WHAT IS NEEDED.
Copying exactly, give the lines in the material below from the one with "when the service" to the one with "no account matches.", ends included, and nothing besides.

MATERIAL TO PROCESS.

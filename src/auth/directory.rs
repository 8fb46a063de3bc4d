//! Account directory seam
//!
//! The identity service is reached through [`AccountDirectory`]. The REST
//! client ([`crate::auth::Auth`]) and the in-memory directory
//! ([`crate::auth::memory::InMemoryDirectory`]) both implement it.

use crate::auth::types::{AccountRecord, DecodedToken};
use crate::error::ServiceError;
use async_trait::async_trait;

/// Remote account directory
///
/// Implementations report failures as the identity service does. Callers get
/// those errors unchanged; nothing is retried or normalized here.
#[async_trait]
pub trait AccountDirectory: Send + Sync {
    /// Creates an account and returns its uid.
    ///
    /// # Errors
    ///
    /// `EmailAlreadyExists`, `InvalidEmail` or `WeakPassword` when the service
    /// rejects the request.
    async fn create_account(&self, email: &str, password: &str) -> Result<String, ServiceError>;

    /// Looks up the account registered under `email`.
    ///
    /// # Errors
    ///
    /// `UserNotFound` when no account matches.
    async fn get_account_by_email(&self, email: &str) -> Result<AccountRecord, ServiceError>;

    /// Verifies a bearer token and returns its claims.
    ///
    /// # Errors
    ///
    /// `InvalidIdToken` or `TokenExpired` on any verification failure.
    async fn verify_id_token(&self, token: &str) -> Result<DecodedToken, ServiceError>;

    /// Deletes the account with the given uid.
    async fn delete_account(&self, uid: &str) -> Result<(), ServiceError>;
}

TASK OUTPUT.
    /// `EmailAlreadyExists`, `InvalidEmail` or `WeakPassword` when the service
    /// rejects the request.
    async fn create_account(&self, email: &str, password: &str) -> Result<String, ServiceError>;

    /// Looks up the account registered under `email`.
    ///
    /// # Errors
    ///
    /// `UserNotFound` when no account matches.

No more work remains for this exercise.